# [What is being asked]
Please restate, word for word, the lines below that begin at the one with "Transaction date; all" and end at the one with "callers lose deterministically.". Leave out all other lines.

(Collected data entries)

________________

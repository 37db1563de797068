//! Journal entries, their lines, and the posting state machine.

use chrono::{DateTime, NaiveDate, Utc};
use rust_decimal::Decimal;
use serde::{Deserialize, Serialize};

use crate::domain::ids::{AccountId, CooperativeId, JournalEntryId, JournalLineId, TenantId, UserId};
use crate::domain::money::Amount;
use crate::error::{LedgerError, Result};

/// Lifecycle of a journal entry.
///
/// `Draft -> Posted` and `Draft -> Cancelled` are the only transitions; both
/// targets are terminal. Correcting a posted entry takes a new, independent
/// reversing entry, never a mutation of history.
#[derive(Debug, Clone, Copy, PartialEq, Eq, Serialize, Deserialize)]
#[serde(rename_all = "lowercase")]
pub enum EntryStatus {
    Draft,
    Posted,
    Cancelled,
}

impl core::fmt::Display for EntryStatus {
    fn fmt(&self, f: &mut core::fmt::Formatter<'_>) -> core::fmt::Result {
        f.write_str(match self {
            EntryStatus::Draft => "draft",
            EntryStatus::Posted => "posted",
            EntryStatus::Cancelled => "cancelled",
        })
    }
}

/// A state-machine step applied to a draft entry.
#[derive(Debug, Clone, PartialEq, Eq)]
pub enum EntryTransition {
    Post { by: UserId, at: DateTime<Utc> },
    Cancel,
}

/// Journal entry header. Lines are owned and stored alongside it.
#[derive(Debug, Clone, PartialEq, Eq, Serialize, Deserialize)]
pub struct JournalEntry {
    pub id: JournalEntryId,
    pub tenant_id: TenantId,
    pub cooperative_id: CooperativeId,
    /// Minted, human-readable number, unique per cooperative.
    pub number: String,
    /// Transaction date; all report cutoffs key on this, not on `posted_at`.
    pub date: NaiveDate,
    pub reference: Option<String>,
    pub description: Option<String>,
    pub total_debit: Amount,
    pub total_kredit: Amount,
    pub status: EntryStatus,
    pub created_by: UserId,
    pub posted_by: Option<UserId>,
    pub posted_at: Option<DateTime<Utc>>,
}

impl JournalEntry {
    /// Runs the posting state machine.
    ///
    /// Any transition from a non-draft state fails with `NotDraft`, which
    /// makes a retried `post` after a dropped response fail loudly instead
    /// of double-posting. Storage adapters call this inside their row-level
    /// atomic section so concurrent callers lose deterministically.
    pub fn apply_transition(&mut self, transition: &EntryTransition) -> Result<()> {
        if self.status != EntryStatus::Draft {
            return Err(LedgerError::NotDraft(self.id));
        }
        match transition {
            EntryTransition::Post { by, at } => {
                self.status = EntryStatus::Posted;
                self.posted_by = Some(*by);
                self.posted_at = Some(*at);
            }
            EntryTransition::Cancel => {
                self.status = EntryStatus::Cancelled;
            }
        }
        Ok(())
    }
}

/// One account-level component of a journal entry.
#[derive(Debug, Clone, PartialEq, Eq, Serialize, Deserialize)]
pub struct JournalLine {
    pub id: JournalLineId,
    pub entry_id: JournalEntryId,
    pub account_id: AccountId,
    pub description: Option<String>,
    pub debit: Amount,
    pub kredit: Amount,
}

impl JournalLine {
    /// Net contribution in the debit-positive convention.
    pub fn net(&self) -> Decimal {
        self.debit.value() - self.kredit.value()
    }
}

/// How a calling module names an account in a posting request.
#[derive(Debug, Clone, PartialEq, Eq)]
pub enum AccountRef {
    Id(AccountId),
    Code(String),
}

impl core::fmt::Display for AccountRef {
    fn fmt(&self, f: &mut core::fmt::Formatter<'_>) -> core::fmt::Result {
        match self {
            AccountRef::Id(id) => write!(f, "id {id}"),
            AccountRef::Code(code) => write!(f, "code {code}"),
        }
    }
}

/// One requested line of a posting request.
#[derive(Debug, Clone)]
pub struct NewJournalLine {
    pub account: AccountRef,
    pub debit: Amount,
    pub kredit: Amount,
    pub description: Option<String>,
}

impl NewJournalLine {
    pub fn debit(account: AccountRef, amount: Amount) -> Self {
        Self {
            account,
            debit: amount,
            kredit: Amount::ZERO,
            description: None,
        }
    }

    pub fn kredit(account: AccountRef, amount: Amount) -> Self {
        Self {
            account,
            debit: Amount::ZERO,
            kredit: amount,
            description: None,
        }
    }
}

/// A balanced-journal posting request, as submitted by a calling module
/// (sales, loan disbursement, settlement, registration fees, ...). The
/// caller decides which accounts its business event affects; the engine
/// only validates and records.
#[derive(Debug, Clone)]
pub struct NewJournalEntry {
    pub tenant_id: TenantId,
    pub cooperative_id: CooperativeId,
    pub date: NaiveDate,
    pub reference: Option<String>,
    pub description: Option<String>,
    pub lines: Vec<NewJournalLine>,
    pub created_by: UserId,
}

________________

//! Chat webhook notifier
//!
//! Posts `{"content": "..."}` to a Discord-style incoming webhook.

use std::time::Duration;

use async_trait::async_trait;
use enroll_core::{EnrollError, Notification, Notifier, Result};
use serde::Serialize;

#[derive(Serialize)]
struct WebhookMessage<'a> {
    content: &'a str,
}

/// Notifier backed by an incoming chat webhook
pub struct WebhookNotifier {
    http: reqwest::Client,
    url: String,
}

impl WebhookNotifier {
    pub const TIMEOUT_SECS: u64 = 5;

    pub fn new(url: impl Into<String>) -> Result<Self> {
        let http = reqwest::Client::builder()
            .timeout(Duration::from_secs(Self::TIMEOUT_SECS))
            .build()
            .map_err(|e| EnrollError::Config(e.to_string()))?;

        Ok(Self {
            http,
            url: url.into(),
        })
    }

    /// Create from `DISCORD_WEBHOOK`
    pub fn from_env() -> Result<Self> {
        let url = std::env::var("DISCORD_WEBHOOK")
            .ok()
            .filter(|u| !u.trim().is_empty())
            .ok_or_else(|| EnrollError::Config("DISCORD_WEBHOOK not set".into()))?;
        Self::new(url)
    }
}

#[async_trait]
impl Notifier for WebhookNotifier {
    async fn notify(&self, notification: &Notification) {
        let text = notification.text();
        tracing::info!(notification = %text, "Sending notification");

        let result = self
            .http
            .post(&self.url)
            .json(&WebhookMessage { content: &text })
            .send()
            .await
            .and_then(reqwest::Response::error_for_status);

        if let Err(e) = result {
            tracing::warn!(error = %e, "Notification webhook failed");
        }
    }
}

________________

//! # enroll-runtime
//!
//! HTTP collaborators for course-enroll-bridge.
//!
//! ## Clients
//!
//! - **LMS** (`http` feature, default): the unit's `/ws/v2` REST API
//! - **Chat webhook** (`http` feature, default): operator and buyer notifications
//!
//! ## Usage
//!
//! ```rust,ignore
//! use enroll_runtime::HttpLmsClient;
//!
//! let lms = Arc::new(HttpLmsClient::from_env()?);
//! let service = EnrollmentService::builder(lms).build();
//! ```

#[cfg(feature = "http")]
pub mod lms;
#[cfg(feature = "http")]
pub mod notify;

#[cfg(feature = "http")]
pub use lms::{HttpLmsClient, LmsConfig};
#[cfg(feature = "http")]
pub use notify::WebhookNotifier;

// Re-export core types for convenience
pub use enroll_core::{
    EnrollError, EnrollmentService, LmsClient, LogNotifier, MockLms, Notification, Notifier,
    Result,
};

________________

# [Output for this exercise]
    /// Transaction date; all report cutoffs key on this, not on `posted_at`.
    pub date: NaiveDate,
    pub reference: Option<String>,
    pub description: Option<String>,
    pub total_debit: Amount,
    pub total_kredit: Amount,
    pub status: EntryStatus,
    pub created_by: UserId,
    pub posted_by: Option<UserId>,
    pub posted_at: Option<DateTime<Utc>>,
}

impl JournalEntry {
    /// Runs the posting state machine.
    ///
    /// Any transition from a non-draft state fails with `NotDraft`, which
    /// makes a retried `post` after a dropped response fail loudly instead
    /// of double-posting. Storage adapters call this inside their row-level
    /// atomic section so concurrent callers lose deterministically.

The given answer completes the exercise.